I salute their candour. It’s a shame the party’s base doesn’t have the same humility and intelligence. Right now, SNP groundlings have reverted to their natural state: "wheest for indy" and hurling accusations of treachery. Nobody must question the party. To do so imperils independence, that’s how their "thinking" goes. They cannot see that it’s years of "wheesting for indy" that got the SNP into this mess, and left independence going precisely nowhere.

Read more: SNP is pushing progressive voters into the arms of Labour

By staying silent and failing to force the SNP to govern better, the base caused this catastrophe. Some tough love might have worked wonders. Instead the party is now a punchline to a sick joke. Similarly, any Yes voter who dares call the party out on its voluminous failings is labelled a "yoon" (heaven help us, these people should be back in primary school), a traitor, a quisling, a … you name it, they have an insult and a conspiracy theory for it. 

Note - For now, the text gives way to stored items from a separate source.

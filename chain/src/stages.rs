// SPDX-License-Identifier: Apache-2.0
// Copyright Open Network Fabric Authors

use crate::service::Next;
use crate::{
    Chain, ChainError, Connection, ConnectionId, Context, NetworkService, NetworkServiceRequest,
};
use dashmap::DashMap;
use async_trait::async_trait;
use std::collections::{BTreeMap, BTreeSet};
use std::sync::Arc;
#[allow(unused)]
use tracing::{debug, error, info, warn};

/// Adds a fixed set of labels to every requested connection. Labels already set on the
/// connection are kept.
pub struct Labels {
    labels: BTreeMap<String, String>,
}

impl Labels {
    /// A stage adding `labels`
    #[must_use]
    pub fn new(labels: BTreeMap<String, String>) -> Self {
        Self { labels }
    }
}

#[async_trait]
impl NetworkService for Labels {
    async fn request(
        &self,
        ctx: &Context,
        mut request: NetworkServiceRequest,
        next: Next<'_>,
    ) -> Result<Connection, ChainError> {
        for (key, value) in &self.labels {
            request
                .connection
                .labels
                .entry(key.clone())
                .or_insert_with(|| value.clone());
        }
        next.request(ctx, request).await
    }

    async fn close(
        &self,
        ctx: &Context,
        connection: &Connection,
        next: Next<'_>,
    ) -> Result<(), ChainError> {
        next.close(ctx, connection).await
    }
}

/// Only lets through calls from authorized peers, as found in the context.
pub struct Authorize {
    peers: Option<BTreeSet<String>>,
}

impl Authorize {
    /// Let every call through, whether or not the peer is known
    #[must_use]
    pub fn allow_all() -> Self {
        Self { peers: None }
    }

    /// Only let through calls from the given peers. An empty list lets every call through.
    #[must_use]
    pub fn allow<I, S>(peers: I) -> Self
    where
        I: IntoIterator<Item = S>,
        S: Into<String>,
    {
        let peers: BTreeSet<String> = peers.into_iter().map(Into::into).collect();
        Self {
            peers: (!peers.is_empty()).then_some(peers),
        }
    }

    fn check(&self, ctx: &Context) -> Result<(), ChainError> {
        let Some(peers) = &self.peers else {
            return Ok(());
        };
        match ctx.peer() {
            Some(peer) if peers.contains(peer) => Ok(()),
            Some(peer) => Err(ChainError::Unauthorized(peer.to_owned())),
            None => Err(ChainError::Unauthorized("(unknown)".to_owned())),
        }
    }
}

#[async_trait]
impl NetworkService for Authorize {
    async fn request(
        &self,
        ctx: &Context,
        request: NetworkServiceRequest,
        next: Next<'_>,
    ) -> Result<Connection, ChainError> {
        self.check(ctx)?;
        next.request(ctx, request).await
    }

    async fn close(
        &self,
        ctx: &Context,
        connection: &Connection,
        next: Next<'_>,
    ) -> Result<(), ChainError> {
        self.check(ctx)?;
        next.close(ctx, connection).await
    }
}

/// Opens the connection toward the next hop through a client chain, then hands the request
/// to the stages after it. If those fail, the client side is closed again.
pub struct Connect {
    client: Arc<Chain>,
    connections: DashMap<ConnectionId, Connection>,
}

impl Connect {
    /// A stage running `client` for every connection
    #[must_use]
    pub fn new(client: Arc<Chain>) -> Self {
        Self {
            client,
            connections: DashMap::new(),
        }
    }

    /// The client chain
    #[must_use]
    pub fn client(&self) -> &Chain {
        &self.client
    }

    /// The client side of a connection, as last established
    #[must_use]
    pub fn client_connection(&self, id: &ConnectionId) -> Option<Connection> {
        self.connections.get(id).map(|c| c.value().clone())
    }
}

#[async_trait]
impl NetworkService for Connect {
    async fn request(
        &self,
        ctx: &Context,
        request: NetworkServiceRequest,
        next: Next<'_>,
    ) -> Result<Connection, ChainError> {
        let postponed = ctx.postpone();
        let client_request = NetworkServiceRequest::new(
            request.connection.clone(),
            request.mechanism_preferences.clone(),
        );
        let client_conn = self.client.process_request(ctx, client_request).await?;
        debug!(
            "Client side of connection {} established through {}",
            client_conn.id,
            self.client.name()
        );

        match next.request(ctx, request).await {
            Ok(conn) => {
                self.connections.insert(client_conn.id.clone(), client_conn);
                Ok(conn)
            }
            Err(e) => {
                let cleanup = self
                    .client
                    .process_close(&postponed.context(), &client_conn)
                    .await;
                self.connections.remove(&client_conn.id);
                Err(e.with_cleanup(cleanup))
            }
        }
    }

    async fn close(
        &self,
        ctx: &Context,
        connection: &Connection,
        next: Next<'_>,
    ) -> Result<(), ChainError> {
        // without a record, the client side gets the connection stripped of the server
        // side's mechanism, which describes nothing of its own
        let client_conn = self.connections.remove(&connection.id).map_or_else(
            || Connection {
                mechanism: None,
                ..connection.clone()
            },
            |(_, c)| c,
        );
        let client = self.client.process_close(ctx, &client_conn).await;
        if let Err(e) = &client {
            warn!("Failed to close client side of connection {}: {e}", connection.id);
        }
        next.close(ctx, connection).await?;
        client
    }
}

#[allow(clippy::unwrap_used, clippy::expect_used, clippy::panic)]
#[cfg(test)]
mod test {
    use super::*;
    use crate::Mechanism;
    use crate::testing::Counter;
    use pretty_assertions::assert_eq;

    fn request(id: &str) -> NetworkServiceRequest {
        NetworkServiceRequest::new(Connection::new(id, "nat"), vec![Mechanism::new("MEMIF")])
    }

    #[tokio::test]
    async fn labels_are_added_not_overwritten() {
        let labels = BTreeMap::from([
            ("app".to_owned(), "nat".to_owned()),
            ("zone".to_owned(), "a".to_owned()),
        ]);
        let chain = Chain::new("test")
            .add_stage("labels", Labels::new(labels))
            .unwrap();
        let mut req = request("c1");
        req.connection
            .labels
            .insert("zone".to_owned(), "b".to_owned());

        let conn = chain
            .process_request(&Context::background(), req)
            .await
            .unwrap();
        assert_eq!(
            conn.labels,
            BTreeMap::from([
                ("app".to_owned(), "nat".to_owned()),
                ("zone".to_owned(), "b".to_owned()),
            ])
        );
    }

    #[tokio::test]
    async fn authorize_peers() {
        let counter = Arc::new(Counter::default());
        let chain = Chain::new("test")
            .add_stage("authorize", Authorize::allow(["spiffe://example.org/nsc"]))
            .unwrap()
            .add_stage("count", counter.clone())
            .unwrap();

        let ok = Context::background().with_peer("spiffe://example.org/nsc");
        let conn = chain.process_request(&ok, request("c1")).await.unwrap();

        let other = Context::background().with_peer("spiffe://example.org/other");
        let err = chain.process_request(&other, request("c2")).await.unwrap_err();
        assert!(matches!(err, ChainError::Unauthorized(peer) if peer.ends_with("other")));
        let err = chain
            .process_request(&Context::background(), request("c3"))
            .await
            .unwrap_err();
        assert!(matches!(err, ChainError::Unauthorized(_)));
        assert!(chain.process_close(&other, &conn).await.is_err());

        assert_eq!(counter.requests(), 1);
        assert_eq!(counter.closes(), 0);
    }

    #[tokio::test]
    async fn allow_empty_list_lets_everyone_in() {
        let chain = Chain::new("test")
            .add_stage("authorize", Authorize::allow(Vec::<String>::new()))
            .unwrap();
        assert!(
            chain
                .process_request(&Context::background(), request("c1"))
                .await
                .is_ok()
        );
    }

    #[tokio::test]
    async fn connect_runs_client_chain_first() {
        let client_counter = Arc::new(Counter::default());
        let client = Chain::new("client")
            .add_stage("count", client_counter.clone())
            .unwrap();
        let server_counter = Arc::new(Counter::default());
        let server = Chain::new("server")
            .add_stage("connect", Connect::new(Arc::new(client)))
            .unwrap()
            .add_stage("count", server_counter.clone())
            .unwrap();

        let ctx = Context::background();
        let conn = server.process_request(&ctx, request("c1")).await.unwrap();
        assert_eq!(client_counter.requests_for(&ConnectionId::new("c1")), 1);
        assert_eq!(server_counter.requests(), 1);
        let connect = server.get_stage::<Connect>("connect").unwrap();
        assert_eq!(connect.client().stage_names(), vec!["count"]);
        assert!(connect.client_connection(&conn.id).is_some());

        server.process_close(&ctx, &conn).await.unwrap();
        assert!(connect.client_connection(&conn.id).is_none());
        assert_eq!(client_counter.closes(), 1);
        assert_eq!(server_counter.closes(), 1);
    }

    #[tokio::test]
    async fn connect_closes_client_when_rest_fails() {
        let client_counter = Arc::new(Counter::default());
        let client = Chain::new("client")
            .add_stage("count", client_counter.clone())
            .unwrap();
        let server_counter = Arc::new(Counter::default());
        server_counter.fail_requests(true);
        let server = Chain::new("server")
            .add_stage("connect", Connect::new(Arc::new(client)))
            .unwrap()
            .add_stage("count", server_counter.clone())
            .unwrap();

        let err = server
            .process_request(&Context::background(), request("c1"))
            .await
            .unwrap_err();
        assert_eq!(err.failed_stage(), Some("counter"));
        assert_eq!(client_counter.requests(), 1);
        assert_eq!(client_counter.closes(), 1);
    }

    #[tokio::test]
    async fn connect_fails_if_client_fails() {
        let client_counter = Arc::new(Counter::default());
        client_counter.fail_requests(true);
        let client = Chain::new("client")
            .add_stage("count", client_counter.clone())
            .unwrap();
        let server_counter = Arc::new(Counter::default());
        let server = Chain::new("server")
            .add_stage("connect", Connect::new(Arc::new(client)))
            .unwrap()
            .add_stage("count", server_counter.clone())
            .unwrap();

        assert!(
            server
                .process_request(&Context::background(), request("c1"))
                .await
                .is_err()
        );
        assert_eq!(server_counter.requests(), 0);
        assert_eq!(client_counter.closes(), 0);
    }
}
// SPDX-License-Identifier: Apache-2.0
// Copyright Open Network Fabric Authors

#![deny(
    unsafe_code,
    clippy::all,
    clippy::pedantic,
    clippy::unwrap_used,
    clippy::expect_used,
    clippy::panic
)]

mod args;
mod logging;

use crate::args::{CmdArgs, Config, Parser};
use crate::logging::LogControl;

use dplane::SocketChannel;
use nat::{EndpointOptions, NatEndpoint};

use std::process::ExitCode;
use std::sync::Arc;
use std::time::Instant;
use tokio_util::sync::CancellationToken;
use tracing::{error, info, level_filters::LevelFilter};

async fn run(config: &Config, started: Instant, stop: &CancellationToken) -> Result<(), String> {
    let Some(nat_config) = config.nat_config.clone() else {
        return Err("NAT configuration not loaded".to_owned());
    };

    info!("Phase 2: connecting to the dataplane at {}", config.dataplane_socket);
    let channel = SocketChannel::connect(&config.dataplane_socket, config.dataplane_timeout)
        .await
        .map_err(|e| format!("Failed to connect to the dataplane: {e}"))?;

    info!("Phase 3: building the endpoint chains");
    let options = EndpointOptions {
        name: config.name.clone(),
        service_name: config.service_name.clone(),
        labels: config.labels.clone(),
        listen_on: config.listen_on.clone(),
        authorized_peers: config.authorized_peers.clone(),
        nat_config,
    };
    let endpoint = NatEndpoint::new(&options, Arc::new(channel))
        .map_err(|e| format!("Failed to build the endpoint: {e}"))?;

    info!("Phase 4: endpoint ready: {}", endpoint.spec());
    info!(
        "Mesh manager at {}, token lifetime {}",
        config.connect_to,
        humantime::format_duration(config.max_token_lifetime)
    );
    info!("Startup completed in {:?}", started.elapsed());

    stop.cancelled().await;
    info!("Shutting down {}", endpoint.spec().name);
    Ok(())
}

fn main() -> ExitCode {
    let started = Instant::now();
    let args = CmdArgs::parse();

    let mut logs = match LogControl::init(LevelFilter::INFO) {
        Ok(logs) => logs,
        Err(e) => {
            eprintln!("{e}");
            return ExitCode::FAILURE;
        }
    };
    info!("Starting NAT endpoint...");
    info!("Startup phases: 1: get config, 2: connect to dataplane, 3: build chains, 4: ready");

    info!("Phase 1: loading configuration");
    let mut config = match Config::try_from(args) {
        Ok(config) => config,
        Err(e) => {
            error!("Invalid configuration: {e}");
            return ExitCode::FAILURE;
        }
    };
    if let Err(e) = config.load_nat_config().and_then(|_| config.validate()) {
        error!("Invalid configuration: {e}");
        return ExitCode::FAILURE;
    }
    logs.set_level(config.log_level);
    info!("Log level set to {}", logs.level());
    info!("Configuration: {config:?}");
    if let Some(nat_config) = &config.nat_config {
        info!("NAT configuration {nat_config}");
    }

    let stop = CancellationToken::new();
    let stopper = stop.clone();
    if let Err(e) = ctrlc::set_handler(move || stopper.cancel()) {
        error!("Failed to set signal handler: {e}");
        return ExitCode::FAILURE;
    }

    let runtime = match tokio::runtime::Builder::new_multi_thread()
        .enable_all()
        .thread_name("nat-endpoint")
        .build()
    {
        Ok(runtime) => runtime,
        Err(e) => {
            error!("Failed to start async runtime: {e}");
            return ExitCode::FAILURE;
        }
    };

    let result = runtime.block_on(run(&config, started, &stop));
    match result {
        Ok(()) => ExitCode::SUCCESS,
        Err(e) => {
            error!("{e}");
            ExitCode::FAILURE
        }
    }
}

There was a time when the SNP’s lapdog army of cybernats and conspiracists played to its favour. That time is long gone. Half of them turned on the SNP as they were in love with Salmond. Those who remain strip what flesh is left from the party’s reputation with their antics. Allow a horror movie fan a cultural reference: they remind me of the trained zombie Bub in George A Romero’s 1985 movie Day of the Dead. Bub is so brainless and obedient, his masters forget he has teeth and can kill – which he does. 

All this is precisely why I said the SNP deserves every agony it’s going through. Party leaders and party base are both as guilty as each other. Hell mend them. They’ve done this country a grave disservice.

They’ve also done independence a grave disservice, setting the campaign back years. The SNP may be a busted flush, but that doesn’t mean independence has to go down in flames with them. My support for independence remains unchanged. Like tens of thousands of Yes voters, my support doesn’t derive from nationalism. I hate nationalism of all stripes: Scottish, English, whatever. I couldn’t care less about flags. You can take the Saltire, the Union Jack and burn them in a field for all I care. Ethnicity is meaningless to me too. I’m Irish, but of the mongrel type, and embrace and love my English, Scottish and Welsh ancestry.

Read more: SNP needs a spell in opposition to rediscover its soul

I support independence solely on progressive grounds. I want to see a better, fairer society. If Westminster could achieve that, I wouldn’t support independence. But Westminster has proven itself irredeemable, incapable of reform, time and again. Westminster has broken Britain, and it’s not just the Tories to blame either. New Labour helped lay the foundation of this mess we’re in. So as someone who wants to see a more just and equal country, I’ve nowhere left to go but independence. 

Yet here I am – together with thousands like me – looking at the self-destruction of the only real vehicle, at least for now, which can take us to independence. As I’m no fundamentalist, no existential Yes voter, I guess I’ll just have to wait. The SNP, certainly in its current incarnation, won’t be the party to achieve independence.

Rest assured, though, independence remains one of the two poles of Scottish politics. It won’t disappear because the SNP implodes. Half the country won’t simply change their minds. However, there’s a risk that the SNP’s grotesque failures allow other, darker forces to coalesce around independence, which could take Scotland into very troubling waters. That will simply become another reason to damn the SNP for what it’s done.